Ein Tsunami in Indonesien forderte mindestens 373 Tote. Diese Katastrophe wurde durch Eruptionen des Vulkans Anak Krakatau ausgelöst und ein gewaltiges Seebeben war die schreckliche Folge. Inzwischen sind 844 Todesopfer, darunter 34 Kinder zu beklagen, was nach den Weihnachtsfeiertagen bekannt gegeben wurde. Das YouTube-Video zeigt das Ausmaß der Katastrophe.

Eine weitere Tasse Glühwein beruhigt mich wieder und ich freue mich auf die Weihnachtsansprache des Bundespräsidenten Frank-Walter Steinmeier.

steinmeier dez 2018

In einem YouTube-Video kann man sich die Worte des Bundespräsidenten noch einmal einverleiben.

Nun aber schnell umschalten, um das absolute Weihnachts-Highlight, die Helene Fischer Show nicht zu versäumen. Danach unterhalten mich private Sender mit unzähligen Werbeeinblendungen, die mir mit gut gemeinten Vorschlägen den nächsten Einkauf versüßen wollen. Ich nutze diese weisen Empfehlungen, um auf die Toilette zu gehen, denn der Glühwein ruft.

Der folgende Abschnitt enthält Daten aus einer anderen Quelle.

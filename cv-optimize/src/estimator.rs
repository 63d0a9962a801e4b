use float_ord::FloatOrd;

/// The number of parameters of a 6-DOF pose.
pub const POSE_PARAMETERS: usize = 6;

/// Robust error estimators.
///
/// Square is the plain least squares error. Huber and Tukey reduce the influence of large residuals,
/// with Tukey ignoring residuals above its threshold entirely. Both derive their threshold from a
/// median-based estimate of the standard deviation of the residuals.
#[derive(Debug, Clone, Copy, PartialEq, Eq, Hash)]
pub enum Estimator {
    Square,
    Huber,
    Tukey,
}

impl Estimator {
    /// Returns `true` if the estimator needs a standard deviation estimate.
    pub fn needs_sigma(self) -> bool {
        !matches!(self, Estimator::Square)
    }

    /// The threshold in units of the standard deviation.
    pub fn threshold(self) -> f64 {
        match self {
            Estimator::Square => f64::INFINITY,
            Estimator::Huber => 1.345,
            Estimator::Tukey => 4.6851,
        }
    }

    /// Robust squared standard deviation of a set of squared residuals.
    ///
    /// Uses `1.4826 * (1 + 5 / (n - p)) * median` and never returns less than `min_sqr_sigma`.
    pub fn sqr_sigma(sqr_errors: &[f64], model_parameters: usize, min_sqr_sigma: f64) -> f64 {
        let median = match median(sqr_errors) {
            Some(median) => median,
            None => return min_sqr_sigma,
        };
        let n = sqr_errors.len();
        let correction = if n > model_parameters {
            1.0 + 5.0 / (n - model_parameters) as f64
        } else {
            6.0
        };
        let sigma = 1.4826 * correction * median.sqrt();
        (sigma * sigma).max(min_sqr_sigma)
    }

    /// The robust error of one squared residual.
    pub fn robust_error(self, sqr_error: f64, sqr_sigma: f64) -> f64 {
        match self {
            Estimator::Square => sqr_error,
            Estimator::Huber => {
                let sqr_threshold = sqr_sigma * self.threshold().powi(2);
                if sqr_error <= sqr_threshold {
                    sqr_error * 0.5
                } else {
                    let threshold = sqr_threshold.sqrt();
                    threshold * (sqr_error.sqrt() - threshold * 0.5)
                }
            }
            Estimator::Tukey => {
                let sqr_threshold = sqr_sigma * self.threshold().powi(2);
                if sqr_error <= sqr_threshold {
                    let ratio = 1.0 - sqr_error / sqr_threshold;
                    sqr_threshold / 6.0 * (1.0 - ratio * ratio * ratio)
                } else {
                    sqr_threshold / 6.0
                }
            }
        }
    }

    /// The iteratively reweighted least squares weight of one squared residual.
    pub fn robust_weight(self, sqr_error: f64, sqr_sigma: f64) -> f64 {
        match self {
            Estimator::Square => 1.0,
            Estimator::Huber => {
                let sqr_threshold = sqr_sigma * self.threshold().powi(2);
                if sqr_error <= sqr_threshold {
                    1.0
                } else {
                    (sqr_threshold / sqr_error).sqrt()
                }
            }
            Estimator::Tukey => {
                let sqr_threshold = sqr_sigma * self.threshold().powi(2);
                if sqr_error <= sqr_threshold {
                    let ratio = 1.0 - sqr_error / sqr_threshold;
                    ratio * ratio
                } else {
                    0.0
                }
            }
        }
    }

    /// Weights for a set of squared residuals.
    pub fn robust_weights(self, sqr_errors: &[f64], min_sqr_sigma: f64) -> Vec<f64> {
        if !self.needs_sigma() {
            return vec![1.0; sqr_errors.len()];
        }
        let sqr_sigma = Self::sqr_sigma(sqr_errors, POSE_PARAMETERS, min_sqr_sigma);
        sqr_errors
            .iter()
            .map(|&sqr_error| self.robust_weight(sqr_error, sqr_sigma))
            .collect()
    }
}

/// The upper median of a set of values.
pub fn median(values: &[f64]) -> Option<f64> {
    if values.is_empty() {
        return None;
    }
    let mut values = values.to_vec();
    let middle = values.len() / 2;
    let (_, &mut median, _) = values.select_nth_unstable_by_key(middle, |&value| FloatOrd(value));
    Some(median)
}

#[cfg(test)]
mod tests {
    use super::*;

    #[test]
    fn upper_median() {
        assert_eq!(median(&[3.0, 1.0, 2.0, 10.0]), Some(3.0));
        assert_eq!(median(&[5.0]), Some(5.0));
        assert_eq!(median(&[]), None);
    }

    #[test]
    fn tukey_ignores_outliers() {
        let sqr_sigma = 1.0;
        assert_eq!(Estimator::Tukey.robust_weight(1000.0, sqr_sigma), 0.0);
        assert!(Estimator::Tukey.robust_weight(0.5, sqr_sigma) > 0.9);
        let saturated = Estimator::Tukey.robust_error(1000.0, sqr_sigma);
        assert_eq!(saturated, Estimator::Tukey.robust_error(1e6, sqr_sigma));
    }

    #[test]
    fn huber_is_continuous_at_threshold() {
        let sqr_sigma = 4.0;
        let sqr_threshold = sqr_sigma * 1.345f64.powi(2);
        let below = Estimator::Huber.robust_error(sqr_threshold - 1e-9, sqr_sigma);
        let above = Estimator::Huber.robust_error(sqr_threshold + 1e-9, sqr_sigma);
        assert!((below - above).abs() < 1e-6);
        assert_eq!(Estimator::Huber.robust_weight(sqr_threshold * 0.5, sqr_sigma), 1.0);
        assert!(Estimator::Huber.robust_weight(sqr_threshold * 4.0, sqr_sigma) < 1.0);
    }

    #[test]
    fn square_is_plain() {
        assert_eq!(Estimator::Square.robust_error(7.0, 0.0), 7.0);
        assert_eq!(Estimator::Square.robust_weights(&[1.0, 100.0], 0.0), vec![1.0, 1.0]);
    }
}
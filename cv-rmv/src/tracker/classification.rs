//! Classification of the map points seen in a tracked frame.

use crate::correspondences::determine_nearest_candidates_if;
use crate::settings::TrackerSettings;
use crate::spatial::{determine_minimal_sqr_distance, distribute_to_array};
use cv_core::nalgebra::{Point2, Point3};
use cv_core::{CameraModel, WorldToCamera};
use cv_pinhole::PinholeCamera;
use std::collections::BTreeSet;

/// The strongest image points considered for strong and semi-strong points.
const MAX_STRONG_IMAGE_POINTS: usize = 200;
/// The strongest object points considered for strong and semi-strong points.
const MAX_STRONG_OBJECT_POINTS: usize = 400;
const MAX_USED_IMAGE_POINTS: usize = 400;
const MAX_USED_OBJECT_POINTS: usize = 800;

/// The grid bins used for the empty area test are about this many pixels wide.
const EMPTY_AREA_BIN_SIZE: u32 = 20;

/// Ascending, disjoint object point index sets.
#[derive(Debug, Clone, Default, PartialEq, Eq)]
pub struct Classification {
    /// Unique, accurate and isolated correspondences.
    pub strong: Vec<usize>,
    /// Weaker correspondences, only searched if too few strong points were found.
    pub semi_strong: Vec<usize>,
    /// Every object point with an unambiguous correspondence, may overlap the other sets.
    pub used: Vec<usize>,
}

/// Classifies the object points by how reliably they correspond to the image points under a fine pose.
pub fn classify_object_points_if(
    pose_if: &WorldToCamera,
    camera: &PinholeCamera,
    object_points: &[Point3<f64>],
    image_points: &[Point2<f64>],
    settings: &TrackerSettings,
) -> Classification {
    if object_points.is_empty() || image_points.is_empty() {
        return Classification::default();
    }
    let resolution_factor = camera.resolution_factor();

    let strong_image_points = &image_points[..image_points.len().min(MAX_STRONG_IMAGE_POINTS)];
    let bins = (camera.width().min(camera.height()) / EMPTY_AREA_BIN_SIZE).max(1) as usize;
    let image_distribution = distribute_to_array(
        strong_image_points,
        0.0,
        0.0,
        camera.width() as f64,
        camera.height() as f64,
        bins,
        bins,
    );
    let is_isolated = |index: usize, radius: f64| {
        determine_minimal_sqr_distance(strong_image_points, index, &image_distribution)
            > (radius * resolution_factor).powi(2)
    };

    let correspondences = determine_nearest_candidates_if(
        pose_if,
        camera,
        strong_image_points,
        &object_points[..object_points.len().min(MAX_STRONG_OBJECT_POINTS)],
        false,
        10.0 * resolution_factor,
    );

    let strong: BTreeSet<usize> = correspondences
        .iter()
        .filter(|correspondence| {
            correspondence.is_unambiguous_and_accurate(10.0 * 10.0, (2.0 * resolution_factor).powi(2))
                && is_isolated(correspondence.index, settings.strong_empty_area_radius)
        })
        .map(|correspondence| correspondence.candidate_index)
        .collect();

    let semi_strong: BTreeSet<usize> = if strong.len() < settings.minimal_strong_object_points {
        correspondences
            .iter()
            .filter(|correspondence| {
                !strong.contains(&correspondence.candidate_index)
                    && correspondence.is_unambiguous_and_accurate(5.0 * 5.0, (4.0 * resolution_factor).powi(2))
                    && is_isolated(correspondence.index, settings.semi_strong_empty_area_radius)
            })
            .map(|correspondence| correspondence.candidate_index)
            .collect()
    } else {
        BTreeSet::new()
    };

    let used: BTreeSet<usize> = determine_nearest_candidates_if(
        pose_if,
        camera,
        &image_points[..image_points.len().min(MAX_USED_IMAGE_POINTS)],
        &object_points[..object_points.len().min(MAX_USED_OBJECT_POINTS)],
        false,
        4.0 * resolution_factor,
    )
    .iter()
    .filter(|correspondence| correspondence.is_unambiguous(2.0 * 2.0))
    .map(|correspondence| correspondence.candidate_index)
    .collect();

    Classification {
        strong: strong.into_iter().collect(),
        semi_strong: semi_strong.into_iter().collect(),
        used: used.into_iter().collect(),
    }
}
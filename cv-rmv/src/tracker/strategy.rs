//! The strategies the tracker tries, in order, to determine the pose of a frame.

use super::TrackerCore;
use crate::correspondences::{determine_nearest_candidates, determine_nearest_candidates_if};
use crate::feature_map::RmvFeatureMap;
use crate::frame;
use crate::random_model_variation::{
    optimized_pose_with_one_initial_pose_if, optimized_pose_with_several_initial_poses_if,
    ErrorDetermination, VariationResult, VariationTarget,
};
use crate::randomized_pose::top_down_poses;
use crate::spatial::{determine_nearest_neighbor, determine_neighbors, distribute_to_array};
use crate::worker::Worker;
use cv_core::nalgebra::{Point2, Point3, UnitQuaternion, Vector3};
use cv_core::{Box2, CameraModel, CameraPose, Pose, WorldToCamera};
use cv_optimize::{optimize_pose_if, Estimator};
use cv_pinhole::PinholeCamera;
use image::GrayImage;
use log::*;
use rand::Rng;
use std::time::{Duration, Instant};

/// With a prediction, frames with fewer detections are not tracked at all.
const MIN_PREDICTED_DETECTIONS: usize = 10;
/// A cold start needs at least this many detections.
const MIN_COLD_START_DETECTIONS: usize = 20;

/// The ways a frame pose can be determined.
#[derive(Debug, Clone, Copy, PartialEq, Eq, Hash)]
pub enum TrackingStrategy {
    /// Re-identifies the strong points of the previous frame around the predicted pose.
    StrongPrevious,
    /// Samples minimal sets among the previously used points near their predicted projections.
    AnyPrevious,
    /// Varies the predicted pose randomly until the map matches the detections.
    RoughPose,
    /// Starts without prior on a downsampled frame, used for detectors that need a multi-resolution start.
    ColdStartPyramid,
    /// Starts without prior on the full frame.
    ColdStartDefault,
}
use rayon::{ThreadPool, ThreadPoolBuildError, ThreadPoolBuilder};

/// A pool of threads for the data-parallel inner loops of the tracker.
///
/// Passing no worker to an operation makes it run on the calling thread.
pub struct Worker {
    pool: ThreadPool,
}

impl Worker {
    /// Creates a worker with `threads` threads, zero picks the number of logical cores.
    pub fn new(threads: usize) -> Result<Self, ThreadPoolBuildError> {
        let pool = ThreadPoolBuilder::new()
            .num_threads(threads)
            .thread_name(|index| format!("rmv-worker-{index}"))
            .build()?;
        Ok(Self { pool })
    }

    pub fn threads(&self) -> usize {
        self.pool.current_num_threads()
    }

    /// Runs `op` inside the pool so that rayon iterators within it use the pool's threads.
    pub fn install<R, OP>(&self, op: OP) -> R
    where
        R: Send,
        OP: FnOnce() -> R + Send,
    {
        self.pool.install(op)
    }

    /// Calls `function(start, size)` for disjoint chunks covering `[first, first + size)`.
    ///
    /// Chunks hold at least `minimal_chunk` elements. Returns once every chunk has been processed.
    pub fn execute_function<F>(&self, function: F, first: usize, size: usize, minimal_chunk: usize)
    where
        F: Fn(usize, usize) + Sync,
    {
        if size == 0 {
            return;
        }
        let chunks = (size / minimal_chunk.max(1)).clamp(1, self.threads().max(1));
        let chunk_size = (size + chunks - 1) / chunks;
        let function = &function;
        self.pool.scope(|scope| {
            let mut start = first;
            let end = first + size;
            while start < end {
                let len = chunk_size.min(end - start);
                scope.spawn(move |_| function(start, len));
                start += len;
            }
        });
    }
}
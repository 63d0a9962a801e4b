//! The background thread rewriting the point classification of the feature map.

use crate::feature_map::RmvFeatureMap;
use cv_core::nalgebra::Point2;
use cv_core::WorldToCamera;
use cv_pinhole::PinholeCamera;
use log::*;
use parking_lot::{Condvar, Mutex, MutexGuard};
use std::sync::Arc;
use std::thread::JoinHandle;
use std::time::Duration;

/// The data of a tracked frame the classification is derived from.
#[derive(Debug, Clone)]
pub struct Job {
    pub pose_if: WorldToCamera,
    pub camera: PinholeCamera,
    pub image_points: Vec<Point2<f64>>,
}

/// Rewrites the classification of a feature map from a job.
pub type Processor = dyn Fn(&mut RmvFeatureMap, &Job) + Send + Sync;

#[derive(Debug)]
enum PendingJob {
    Empty,
    Ready(Job),
    InFlight,
}

/// The state shared by the tracker and its background thread.
pub struct Shared {
    pub feature_map: Option<RmvFeatureMap>,
    job: PendingJob,
    stop: bool,
}

impl Shared {
    fn is_idle(&self) -> bool {
        matches!(self.job, PendingJob::Empty)
    }
}

type State = (Mutex<Shared>, Condvar);

/// Runs at most one job at a time on a dedicated thread.
///
/// The shared state stays locked while a job runs, so the map is never observed in the middle of an update.
pub struct Background {
    state: Arc<State>,
    processor: Arc<Processor>,
    thread: Option<JoinHandle<()>>,
}

fn run(state: &State, processor: &Processor) {
    let (shared, signal) = state;
    let mut shared = shared.lock();
    loop {
        while !shared.stop && !matches!(shared.job, PendingJob::Ready(_)) {
            signal.wait(&mut shared);
        }
        if shared.stop {
            break;
        }
        process(&mut shared, processor);
    }
}

fn process(shared: &mut Shared, processor: &Processor) {
    if let PendingJob::Ready(job) = std::mem::replace(&mut shared.job, PendingJob::InFlight) {
        if let Some(feature_map) = shared.feature_map.as_mut() {
            processor(feature_map, &job);
        }
    }
    shared.job = PendingJob::Empty;
}

impl Background {
    /// Starts the background thread.
    ///
    /// If no thread can be spawned, posted jobs are processed on the posting thread instead.
    pub fn new(processor: Arc<Processor>) -> Self {
        let state: Arc<State> = Arc::new((
            Mutex::new(Shared {
                feature_map: None,
                job: PendingJob::Empty,
                stop: false,
            }),
            Condvar::new(),
        ));
        let thread = {
            let state = state.clone();
            let processor = processor.clone();
            std::thread::Builder::new()
                .name("rmv-background".into())
                .spawn(move || run(&state, &*processor))
        };
        let thread = match thread {
            Ok(thread) => Some(thread),
            Err(e) => {
                warn!("unable to spawn the background thread, classifying synchronously: {}", e);
                None
            }
        };
        Self {
            state,
            processor,
            thread,
        }
    }

    /// The shared state, for locking it without borrowing the background.
    pub fn state(&self) -> Arc<(Mutex<Shared>, Condvar)> {
        self.state.clone()
    }

    pub fn lock(&self) -> MutexGuard<'_, Shared> {
        self.state.0.lock()
    }

    pub fn is_idle(&self) -> bool {
        self.state.0.lock().is_idle()
    }

    /// Blocks until no job is pending or running.
    pub fn wait_until_idle(&self) {
        while !self.is_idle() {
            std::thread::sleep(Duration::from_millis(1));
        }
    }

    /// Hands a job to the background thread, waiting for a previous job first.
    pub fn post(&self, job: Job) {
        self.wait_until_idle();
        let mut shared = self.state.0.lock();
        shared.job = PendingJob::Ready(job);
        if self.thread.is_some() {
            self.state.1.notify_one();
        } else {
            process(&mut shared, &*self.processor);
        }
    }
}

impl Drop for Background {
    fn drop(&mut self) {
        self.state.0.lock().stop = true;
        self.state.1.notify_all();
        if let Some(thread) = self.thread.take() {
            if thread.join().is_err() {
                error!("the background thread panicked");
            }
        }
    }
}

#[cfg(test)]
mod tests {
    use super::*;
    use crate::detector::DetectorType;
    use cv_core::nalgebra::Point3;
    use cv_core::CameraPose;
    use std::time::Instant;

    fn map() -> RmvFeatureMap {
        let points = (0..10).map(|index| Point3::new(index as f64 * 0.01, 0.0, 0.0)).collect();
        RmvFeatureMap::new(points, PinholeCamera::from_fov_x(640, 480, 1.0), DetectorType::Fast).unwrap()
    }

    fn job() -> Job {
        Job {
            pose_if: CameraPose::identity().to_inverted_flipped(),
            camera: PinholeCamera::from_fov_x(640, 480, 1.0),
            image_points: vec![Point2::new(1.0, 2.0); 3],
        }
    }

    #[test]
    fn waiting_blocks_until_slow_job_is_written() {
        let processor: Arc<Processor> = Arc::new(|feature_map: &mut RmvFeatureMap, job: &Job| {
            // Writes the indices in two steps with a delay in between.
            feature_map.set_most_recent_object_point_indices(vec![0], vec![], vec![0]);
            std::thread::sleep(Duration::from_millis(200));
            let strong: Vec<usize> = (0..job.image_points.len()).collect();
            feature_map.set_most_recent_object_point_indices(strong.clone(), vec![5, 6], strong);
        });
        let background = Background::new(processor);
        background.lock().feature_map = Some(map());

        let start = Instant::now();
        background.post(job());
        background.wait_until_idle();
        assert!(start.elapsed() >= Duration::from_millis(150));

        let shared = background.lock();
        let feature_map = shared.feature_map.as_ref().unwrap();
        assert_eq!(feature_map.recent_strong_object_point_indices(), &[0, 1, 2]);
        assert_eq!(feature_map.recent_semi_strong_object_point_indices(), &[5, 6]);
    }

    #[test]
    fn posting_waits_for_previous_job() {
        let processor: Arc<Processor> = Arc::new(|feature_map: &mut RmvFeatureMap, job: &Job| {
            std::thread::sleep(Duration::from_millis(50));
            let used: Vec<usize> = (0..job.image_points.len()).collect();
            feature_map.set_most_recent_object_point_indices(vec![], vec![], used);
        });
        let background = Background::new(processor);
        background.lock().feature_map = Some(map());
        background.post(job());
        let mut second = job();
        second.image_points.push(Point2::new(0.0, 0.0));
        background.post(second);
        background.wait_until_idle();
        let shared = background.lock();
        assert_eq!(
            shared.feature_map.as_ref().unwrap().recent_used_object_point_indices(),
            &[0, 1, 2, 3]
        );
    }

    #[test]
    fn drop_joins_idle_thread() {
        let background = Background::new(Arc::new(|_: &mut RmvFeatureMap, _: &Job| {}));
        assert!(background.is_idle());
        drop(background);
    }
}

Das Angebot an Unterhaltung und aktuellen Spielfilmen ist an Weihnachten schier grenzenlos und ich entscheide mich für "Drei Haselnüsse für Aschenbrödel" und "Der kleine Lord". Bei "Sissi" werde ich schläfrig und schalte auf ZDFneo um.

In diesem Augenblick wusste ich, was mir schon immer gefehlt hat, und zwar ein offener Kamin. ZDFneo überraschte die Zuschauer mit einem gemütlichen Kaminfeuer. Das Lodern und Knistern des Feuers vermittelt weihnachtliche Stimmung ohne Worte aber mit unglaublichem Unterhaltungs-Potential. Ich schaltete das Licht aus und hatte in meiner kleinen Bude endlich mal einen offenen Kamin, geruchlos und ohne Brandgefahr. Ein Jagdhund, der zeitweise träge neben dem Kaminfeuer lag, steigerte die Handlung bis ins Unermessliche.

Nach der letzten Tasse Glühwein, schlief ich gemütlich am Stuhl, den Kopf zwischen den Armen auf dem Tisch gestützt ein, bis mich die eingeschlafenen Gliedmaßen jäh aus dem Schlaf rissen.